Maureen Fan - Knight Ridder Newspapers

May 14, 2003 03:00 AM

BAGHDAD, Iraq—In a country where no one can imagine who the next president might be, a new name has emerged from the past.

Adnan Pachachi, a prominent Sunni Muslim opposition leader and elder statesman who claims to have no political ambitions, blew into a news conference Wednesday like a head of state at his first official public appearance in Baghdad.

Surrounded by heavy security, greeted by children bearing flowers and wearing a crisp gray suit, Pachachi sat still for much of his debut at the Ishtar Sheraton, as aides swirled around him.

While other opposition leaders and political candidates have either no name recognition or are associated with only one slice of society, Pachachi has credibility as a former Iraqi foreign minister and Iraqi envoy to the United Nations who is untainted by associations with Saddam's regime.

Pachachi, 80, heads the Iraqi Independent Democrats Movement.

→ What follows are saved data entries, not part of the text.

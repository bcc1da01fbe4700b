use crate::config::Settings;
use crate::market::types::{Profile, Quote, SymbolMatch};
use crate::market::MarketDataClient;
use anyhow::Result;
use chrono::{DateTime, Duration, Utc};
use std::collections::HashMap;

const DEFAULT_QUOTE_TTL_SECS: i64 = 300;
const DEFAULT_PROFILE_TTL_SECS: i64 = 1800;
const DEFAULT_SEARCH_TTL_SECS: i64 = 1800;

// Expired entries are swept on insert once the map grows past this.
const SWEEP_THRESHOLD: usize = 1024;

#[derive(Debug, Clone, Copy, PartialEq, Eq, Hash)]
pub enum ResourceKind {
    Quote,
    Profile,
    Search,
}

/// Staleness tolerance per resource kind. Prices move fast; profiles barely change.
#[derive(Debug, Clone, Copy, PartialEq, Eq)]
pub struct CachePolicy {
    pub quote_ttl: Duration,
    pub profile_ttl: Duration,
    pub search_ttl: Duration,
}

impl Default for CachePolicy {
    fn default() -> Self {
        Self {
            quote_ttl: Duration::seconds(DEFAULT_QUOTE_TTL_SECS),
            profile_ttl: Duration::seconds(DEFAULT_PROFILE_TTL_SECS),
            search_ttl: Duration::seconds(DEFAULT_SEARCH_TTL_SECS),
        }
    }
}

impl CachePolicy {
    pub fn from_settings(settings: &Settings) -> Self {
        let d = Self::default();
        let secs = |v: Option<i64>, fallback: Duration| {
            v.filter(|s| *s >= 0).map(Duration::seconds).unwrap_or(fallback)
        };
        Self {
            quote_ttl: secs(settings.quote_cache_ttl_secs, d.quote_ttl),
            profile_ttl: secs(settings.profile_cache_ttl_secs, d.profile_ttl),
            search_ttl: secs(settings.search_cache_ttl_secs, d.search_ttl),
        }
    }

    pub fn ttl(&self, kind: ResourceKind) -> Duration {
        match kind {
            ResourceKind::Quote => self.quote_ttl,
            ResourceKind::Profile => self.profile_ttl,
            ResourceKind::Search => self.search_ttl,
        }
    }
}

#[derive(Debug, Clone)]
struct CacheEntry<V> {
    value: V,
    fetched_at: DateTime<Utc>,
}

/// Keyed cache whose entries expire `ttl` after they were fetched.
#[derive(Debug)]
pub struct TtlCache<V> {
    ttl: Duration,
    entries: tokio::sync::Mutex<HashMap<String, CacheEntry<V>>>,
}

impl<V: Clone> TtlCache<V> {
    pub fn new(ttl: Duration) -> Self {
        Self {
            ttl,
            entries: tokio::sync::Mutex::new(HashMap::new()),
        }
    }

    pub async fn get_at(&self, key: &str, now: DateTime<Utc>) -> Option<V> {
        let guard = self.entries.lock().await;
        let entry = guard.get(key)?;
        if now - entry.fetched_at < self.ttl {
            Some(entry.value.clone())
        } else {
            None
        }
    }

    pub async fn insert_at(&self, key: &str, value: V, now: DateTime<Utc>) {
        let mut guard = self.entries.lock().await;
        if guard.len() >= SWEEP_THRESHOLD {
            let ttl = self.ttl;
            guard.retain(|_, e| now - e.fetched_at < ttl);
        }
        guard.insert(
            key.to_string(),
            CacheEntry {
                value,
                fetched_at: now,
            },
        );
    }

    #[cfg(test)]
    async fn len(&self) -> usize {
        self.entries.lock().await.len()
    }
}

/// Read-through cache in front of a market-data client. Failures are never cached.
pub struct CachedMarketData<C> {
    inner: C,
    quotes: TtlCache<Quote>,
    profiles: TtlCache<Profile>,
    searches: TtlCache<Vec<SymbolMatch>>,
}

impl<C: MarketDataClient> CachedMarketData<C> {
    pub fn new(inner: C, policy: CachePolicy) -> Self {
        Self {
            inner,
            quotes: TtlCache::new(policy.ttl(ResourceKind::Quote)),
            profiles: TtlCache::new(policy.ttl(ResourceKind::Profile)),
            searches: TtlCache::new(policy.ttl(ResourceKind::Search)),
        }
    }
}

#[async_trait::async_trait]
impl<C: MarketDataClient> MarketDataClient for CachedMarketData<C> {
    fn provider_name(&self) -> &'static str {
        self.inner.provider_name()
    }

    async fn quote(&self, symbol: &str) -> Result<Quote> {
        if let Some(hit) = self.quotes.get_at(symbol, Utc::now()).await {
            tracing::trace!(%symbol, "quote cache hit");
            return Ok(hit);
        }
        let quote = self.inner.quote(symbol).await?;
        self.quotes.insert_at(symbol, quote.clone(), Utc::now()).await;
        Ok(quote)
    }

    async fn profile(&self, symbol: &str) -> Result<Profile> {
        if let Some(hit) = self.profiles.get_at(symbol, Utc::now()).await {
            tracing::trace!(%symbol, "profile cache hit");
            return Ok(hit);
        }
        let profile = self.inner.profile(symbol).await?;
        self.profiles
            .insert_at(symbol, profile.clone(), Utc::now())
            .await;
        Ok(profile)
    }

    async fn search(&self, query: &str) -> Result<Vec<SymbolMatch>> {
        let key = query.trim().to_lowercase();
        if let Some(hit) = self.searches.get_at(&key, Utc::now()).await {
            return Ok(hit);
        }
        let matches = self.inner.search(query).await?;
        self.searches.insert_at(&key, matches.clone(), Utc::now()).await;
        Ok(matches)
    }
}

#[cfg(test)]
mod tests {
    use super::*;
    use chrono::TimeZone;
    use std::sync::atomic::{AtomicUsize, Ordering};

    #[derive(Default)]
    struct CountingClient {
        quotes: AtomicUsize,
        profiles: AtomicUsize,
        fail: bool,
    }

    #[async_trait::async_trait]
    impl MarketDataClient for CountingClient {
        fn provider_name(&self) -> &'static str {
            "counting"
        }

        async fn quote(&self, _symbol: &str) -> Result<Quote> {
            self.quotes.fetch_add(1, Ordering::SeqCst);
            anyhow::ensure!(!self.fail, "upstream down");
            Ok(Quote {
                current_price: Some(10.0),
                ..Default::default()
            })
        }

        async fn profile(&self, _symbol: &str) -> Result<Profile> {
            self.profiles.fetch_add(1, Ordering::SeqCst);
            Ok(Profile::default())
        }

        async fn search(&self, _query: &str) -> Result<Vec<SymbolMatch>> {
            Ok(Vec::new())
        }
    }

    #[tokio::test]
    async fn entries_expire_after_ttl() {
        let cache = TtlCache::new(Duration::seconds(300));
        let t0 = Utc.with_ymd_and_hms(2026, 1, 5, 14, 0, 0).unwrap();
        cache.insert_at("AAPL", 1.0_f64, t0).await;

        assert_eq!(cache.get_at("AAPL", t0 + Duration::seconds(299)).await, Some(1.0));
        assert_eq!(cache.get_at("AAPL", t0 + Duration::seconds(300)).await, None);
        assert_eq!(cache.get_at("MSFT", t0).await, None);
    }

    #[test]
    fn default_policy_keeps_profiles_longer_than_quotes() {
        let p = CachePolicy::default();
        assert_eq!(p.ttl(ResourceKind::Quote), Duration::minutes(5));
        assert_eq!(p.ttl(ResourceKind::Profile), Duration::minutes(30));
    }

    #[tokio::test]
    async fn read_through_hits_upstream_once() {
        let cached = CachedMarketData::new(CountingClient::default(), CachePolicy::default());
        for _ in 0..3 {
            cached.quote("AAPL").await.unwrap();
            cached.profile("AAPL").await.unwrap();
        }
        assert_eq!(cached.inner.quotes.load(Ordering::SeqCst), 1);
        assert_eq!(cached.inner.profiles.load(Ordering::SeqCst), 1);
    }

    #[tokio::test]
    async fn failures_are_not_cached() {
        let client = CountingClient {
            fail: true,
            ..Default::default()
        };
        let cached = CachedMarketData::new(client, CachePolicy::default());
        assert!(cached.quote("AAPL").await.is_err());
        assert!(cached.quote("AAPL").await.is_err());
        assert_eq!(cached.inner.quotes.load(Ordering::SeqCst), 2);
        assert_eq!(cached.quotes.len().await, 0);
    }
}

An opera buff, he has been in exile in London and the United Arab Emirates for more than 30 years.

Some exiles are perceived by many as ineligible foreigners. Mohammed Mohsen Zubaidi, Baghdad's self-proclaimed mayor, has come and gone; and the Pentagon civilians' choice to lead Iraq, Iraqi National Congress leader Ahmed Chalabi, has been keeping a decidedly low profile.

But Pachachi, whose counsel is sought by the likes of Jordan's King Abdullah and the president of the United Arab Emirates, may be a unifying force.

He has been named by Jay Garner, the American civil administrator in Iraq, as one of several opposition leaders in a team of "emerging leadership" that will help form an interim Iraqi government. He also has been identified by Arab broadcast media as a likely candidate for prime minister.

"We welcome Adnan Pachachi, who didn't come back to Iraq with an American tank and protected by American troops," Yaseen al Husseiny, a political science professor who belongs to the Arabic Journalists and Arabic Authors Unions, said to loud applause in a thinly veiled attack on Chalabi.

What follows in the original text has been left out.